**TASK STATEMENT**
Reproduce the following entries exactly, leaving nothing out.

___ DATA RECORDS

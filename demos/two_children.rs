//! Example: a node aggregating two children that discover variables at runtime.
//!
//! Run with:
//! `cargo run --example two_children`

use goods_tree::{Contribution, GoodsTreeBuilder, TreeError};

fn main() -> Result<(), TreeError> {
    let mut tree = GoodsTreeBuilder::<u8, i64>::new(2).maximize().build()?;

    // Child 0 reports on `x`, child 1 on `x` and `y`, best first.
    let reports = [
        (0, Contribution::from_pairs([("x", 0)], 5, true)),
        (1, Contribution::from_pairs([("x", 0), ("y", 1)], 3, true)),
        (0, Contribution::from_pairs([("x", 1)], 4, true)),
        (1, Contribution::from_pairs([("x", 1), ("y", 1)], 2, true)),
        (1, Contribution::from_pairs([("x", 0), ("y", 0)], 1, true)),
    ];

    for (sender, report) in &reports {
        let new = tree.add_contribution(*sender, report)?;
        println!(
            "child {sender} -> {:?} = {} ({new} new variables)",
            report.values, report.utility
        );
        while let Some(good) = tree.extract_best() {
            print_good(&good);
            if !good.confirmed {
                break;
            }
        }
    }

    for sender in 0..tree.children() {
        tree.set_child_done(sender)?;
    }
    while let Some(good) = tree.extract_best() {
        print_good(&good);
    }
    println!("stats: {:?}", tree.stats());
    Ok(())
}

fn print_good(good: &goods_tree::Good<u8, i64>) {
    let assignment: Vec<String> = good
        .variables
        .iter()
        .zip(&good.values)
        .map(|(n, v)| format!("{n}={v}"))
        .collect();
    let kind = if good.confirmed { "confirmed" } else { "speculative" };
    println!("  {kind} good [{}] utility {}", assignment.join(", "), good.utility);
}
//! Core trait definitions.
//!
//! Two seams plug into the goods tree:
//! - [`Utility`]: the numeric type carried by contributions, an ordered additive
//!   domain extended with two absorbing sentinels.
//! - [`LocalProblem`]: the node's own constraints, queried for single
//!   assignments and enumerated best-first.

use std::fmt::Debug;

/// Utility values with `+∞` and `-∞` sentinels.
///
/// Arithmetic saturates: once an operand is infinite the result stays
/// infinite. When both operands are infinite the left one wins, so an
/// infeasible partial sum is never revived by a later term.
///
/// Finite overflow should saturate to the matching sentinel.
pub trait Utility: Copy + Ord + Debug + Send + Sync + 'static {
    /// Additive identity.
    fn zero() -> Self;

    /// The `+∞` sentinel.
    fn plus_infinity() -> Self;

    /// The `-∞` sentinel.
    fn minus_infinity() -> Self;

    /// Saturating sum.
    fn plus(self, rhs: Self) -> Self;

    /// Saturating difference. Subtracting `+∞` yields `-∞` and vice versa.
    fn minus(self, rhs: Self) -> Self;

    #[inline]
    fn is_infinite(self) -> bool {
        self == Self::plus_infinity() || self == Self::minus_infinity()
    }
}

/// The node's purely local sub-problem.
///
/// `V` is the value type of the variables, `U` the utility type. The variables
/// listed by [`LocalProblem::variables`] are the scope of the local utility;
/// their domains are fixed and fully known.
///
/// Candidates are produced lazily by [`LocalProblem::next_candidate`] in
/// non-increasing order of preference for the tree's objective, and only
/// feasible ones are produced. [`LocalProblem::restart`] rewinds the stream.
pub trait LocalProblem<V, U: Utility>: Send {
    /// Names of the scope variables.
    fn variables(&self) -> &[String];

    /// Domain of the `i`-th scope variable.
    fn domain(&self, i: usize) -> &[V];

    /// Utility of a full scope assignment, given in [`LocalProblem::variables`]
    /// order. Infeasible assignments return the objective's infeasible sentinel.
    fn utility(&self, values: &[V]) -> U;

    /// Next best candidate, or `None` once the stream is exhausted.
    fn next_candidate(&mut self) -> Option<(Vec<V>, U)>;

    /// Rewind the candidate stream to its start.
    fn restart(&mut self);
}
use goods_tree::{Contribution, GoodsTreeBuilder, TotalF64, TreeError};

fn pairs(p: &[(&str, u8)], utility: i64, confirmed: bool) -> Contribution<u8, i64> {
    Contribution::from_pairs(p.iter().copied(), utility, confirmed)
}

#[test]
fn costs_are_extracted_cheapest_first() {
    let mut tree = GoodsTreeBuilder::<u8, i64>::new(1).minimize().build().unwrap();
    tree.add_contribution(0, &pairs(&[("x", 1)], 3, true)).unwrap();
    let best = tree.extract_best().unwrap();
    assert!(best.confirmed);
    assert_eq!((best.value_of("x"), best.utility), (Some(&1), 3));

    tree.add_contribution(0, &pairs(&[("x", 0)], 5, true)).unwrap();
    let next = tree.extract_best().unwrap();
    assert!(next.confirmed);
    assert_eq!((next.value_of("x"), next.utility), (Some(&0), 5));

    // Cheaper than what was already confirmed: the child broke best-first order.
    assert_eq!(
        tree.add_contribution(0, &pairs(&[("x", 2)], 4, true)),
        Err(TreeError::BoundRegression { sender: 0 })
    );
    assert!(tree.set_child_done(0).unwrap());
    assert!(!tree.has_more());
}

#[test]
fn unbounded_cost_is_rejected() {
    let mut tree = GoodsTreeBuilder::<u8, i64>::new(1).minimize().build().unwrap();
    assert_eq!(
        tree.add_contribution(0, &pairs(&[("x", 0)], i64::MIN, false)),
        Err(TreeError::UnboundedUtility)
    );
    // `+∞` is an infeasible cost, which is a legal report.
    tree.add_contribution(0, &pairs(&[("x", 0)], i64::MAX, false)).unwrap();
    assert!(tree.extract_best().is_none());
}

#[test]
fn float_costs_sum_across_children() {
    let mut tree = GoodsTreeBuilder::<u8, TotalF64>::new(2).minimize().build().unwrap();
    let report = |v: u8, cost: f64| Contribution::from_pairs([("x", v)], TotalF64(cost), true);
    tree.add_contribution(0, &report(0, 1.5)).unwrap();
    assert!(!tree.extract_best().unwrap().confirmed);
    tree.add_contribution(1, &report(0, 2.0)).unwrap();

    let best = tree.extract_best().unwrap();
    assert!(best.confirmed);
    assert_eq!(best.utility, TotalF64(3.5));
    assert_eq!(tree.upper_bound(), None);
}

______

**RESPONSE TO THIS TASK**
filename demos/two_children.rs
//! Example: a node aggregating two children that discover variables at runtime.
//!
//! Run with:
//! `cargo run --example two_children`

use goods_tree::{Contribution, GoodsTreeBuilder, TreeError};

fn main() -> Result<(), TreeError> {
    let mut tree = GoodsTreeBuilder::<u8, i64>::new(2).maximize().build()?;

    // Child 0 reports on `x`, child 1 on `x` and `y`, best first.
    let reports = [
        (0, Contribution::from_pairs([("x", 0)], 5, true)),
        (1, Contribution::from_pairs([("x", 0), ("y", 1)], 3, true)),
        (0, Contribution::from_pairs([("x", 1)], 4, true)),
        (1, Contribution::from_pairs([("x", 1), ("y", 1)], 2, true)),
        (1, Contribution::from_pairs([("x", 0), ("y", 0)], 1, true)),
    ];

    for (sender, report) in &reports {
        let new = tree.add_contribution(*sender, report)?;
        println!(
            "child {sender} -> {:?} = {} ({new} new variables)",
            report.values, report.utility
        );
        while let Some(good) = tree.extract_best() {
            print_good(&good);
            if !good.confirmed {
                break;
            }
        }
    }

    for sender in 0..tree.children() {
        tree.set_child_done(sender)?;
    }
    while let Some(good) = tree.extract_best() {
        print_good(&good);
    }
    println!("stats: {:?}", tree.stats());
    Ok(())
}

fn print_good(good: &goods_tree::Good<u8, i64>) {
    let assignment: Vec<String> = good
        .variables
        .iter()
        .zip(&good.values)
        .map(|(n, v)| format!("{n}={v}"))
        .collect();
    let kind = if good.confirmed { "confirmed" } else { "speculative" };
    println!("  {kind} good [{}] utility {}", assignment.join(", "), good.utility);
}
//! Core trait definitions.
//!
//! Two seams plug into the goods tree:
//! - [`Utility`]: the numeric type carried by contributions, an ordered additive
//!   domain extended with two absorbing sentinels.
//! - [`LocalProblem`]: the node's own constraints, queried for single
//!   assignments and enumerated best-first.

use std::fmt::Debug;

/// Utility values with `+∞` and `-∞` sentinels.
///
/// Arithmetic saturates: once an operand is infinite the result stays
/// infinite. When both operands are infinite the left one wins, so an
/// infeasible partial sum is never revived by a later term.
///
/// Finite overflow should saturate to the matching sentinel.
pub trait Utility: Copy + Ord + Debug + Send + Sync + 'static {
    /// Additive identity.
    fn zero() -> Self;

    /// The `+∞` sentinel.
    fn plus_infinity() -> Self;

    /// The `-∞` sentinel.
    fn minus_infinity() -> Self;

    /// Saturating sum.
    fn plus(self, rhs: Self) -> Self;

    /// Saturating difference. Subtracting `+∞` yields `-∞` and vice versa.
    fn minus(self, rhs: Self) -> Self;

    #[inline]
    fn is_infinite(self) -> bool {
        self == Self::plus_infinity() || self == Self::minus_infinity()
    }
}

/// The node's purely local sub-problem.
///
/// `V` is the value type of the variables, `U` the utility type. The variables
/// listed by [`LocalProblem::variables`] are the scope of the local utility;
/// their domains are fixed and fully known.
///
/// Candidates are produced lazily by [`LocalProblem::next_candidate`] in
/// non-increasing order of preference for the tree's objective, and only
/// feasible ones are produced. [`LocalProblem::restart`] rewinds the stream.
pub trait LocalProblem<V, U: Utility>: Send {
    /// Names of the scope variables.
    fn variables(&self) -> &[String];

    /// Domain of the `i`-th scope variable.
    fn domain(&self, i: usize) -> &[V];

    /// Utility of a full scope assignment, given in [`LocalProblem::variables`]
    /// order. Infeasible assignments return the objective's infeasible sentinel.
    fn utility(&self, values: &[V]) -> U;

    /// Next best candidate, or `None` once the stream is exhausted.
    fn next_candidate(&mut self) -> Option<(Vec<V>, U)>;

    /// Rewind the candidate stream to its start.
    fn restart(&mut self);
}
use goods_tree::{Contribution, GoodsTreeBuilder, TotalF64, TreeError};

fn pairs(p: &[(&str, u8)], utility: i64, confirmed: bool) -> Contribution<u8, i64> {
    Contribution::from_pairs(p.iter().copied(), utility, confirmed)
}

#[test]
fn costs_are_extracted_cheapest_first() {
    let mut tree = GoodsTreeBuilder::<u8, i64>::new(1).minimize().build().unwrap();
    tree.add_contribution(0, &pairs(&[("x", 1)], 3, true)).unwrap();
    let best = tree.extract_best().unwrap();
    assert!(best.confirmed);
    assert_eq!((best.value_of("x"), best.utility), (Some(&1), 3));

    tree.add_contribution(0, &pairs(&[("x", 0)], 5, true)).unwrap();
    let next = tree.extract_best().unwrap();
    assert!(next.confirmed);
    assert_eq!((next.value_of("x"), next.utility), (Some(&0), 5));

    // Cheaper than what was already confirmed: the child broke best-first order.
    assert_eq!(
        tree.add_contribution(0, &pairs(&[("x", 2)], 4, true)),
        Err(TreeError::BoundRegression { sender: 0 })
    );
    assert!(tree.set_child_done(0).unwrap());
    assert!(!tree.has_more());
}

#[test]
fn unbounded_cost_is_rejected() {
    let mut tree = GoodsTreeBuilder::<u8, i64>::new(1).minimize().build().unwrap();
    assert_eq!(
        tree.add_contribution(0, &pairs(&[("x", 0)], i64::MIN, false)),
        Err(TreeError::UnboundedUtility)
    );
    // `+∞` is an infeasible cost, which is a legal report.
    tree.add_contribution(0, &pairs(&[("x", 0)], i64::MAX, false)).unwrap();
    assert!(tree.extract_best().is_none());
}

#[test]
fn float_costs_sum_across_children() {
    let mut tree = GoodsTreeBuilder::<u8, TotalF64>::new(2).minimize().build().unwrap();
    let report = |v: u8, cost: f64| Contribution::from_pairs([("x", v)], TotalF64(cost), true);
    tree.add_contribution(0, &report(0, 1.5)).unwrap();
    assert!(!tree.extract_best().unwrap().confirmed);
    tree.add_contribution(1, &report(0, 2.0)).unwrap();

    let best = tree.extract_best().unwrap();
    assert!(best.confirmed);
    assert_eq!(best.utility, TotalF64(3.5));
    assert_eq!(tree.upper_bound(), None);
}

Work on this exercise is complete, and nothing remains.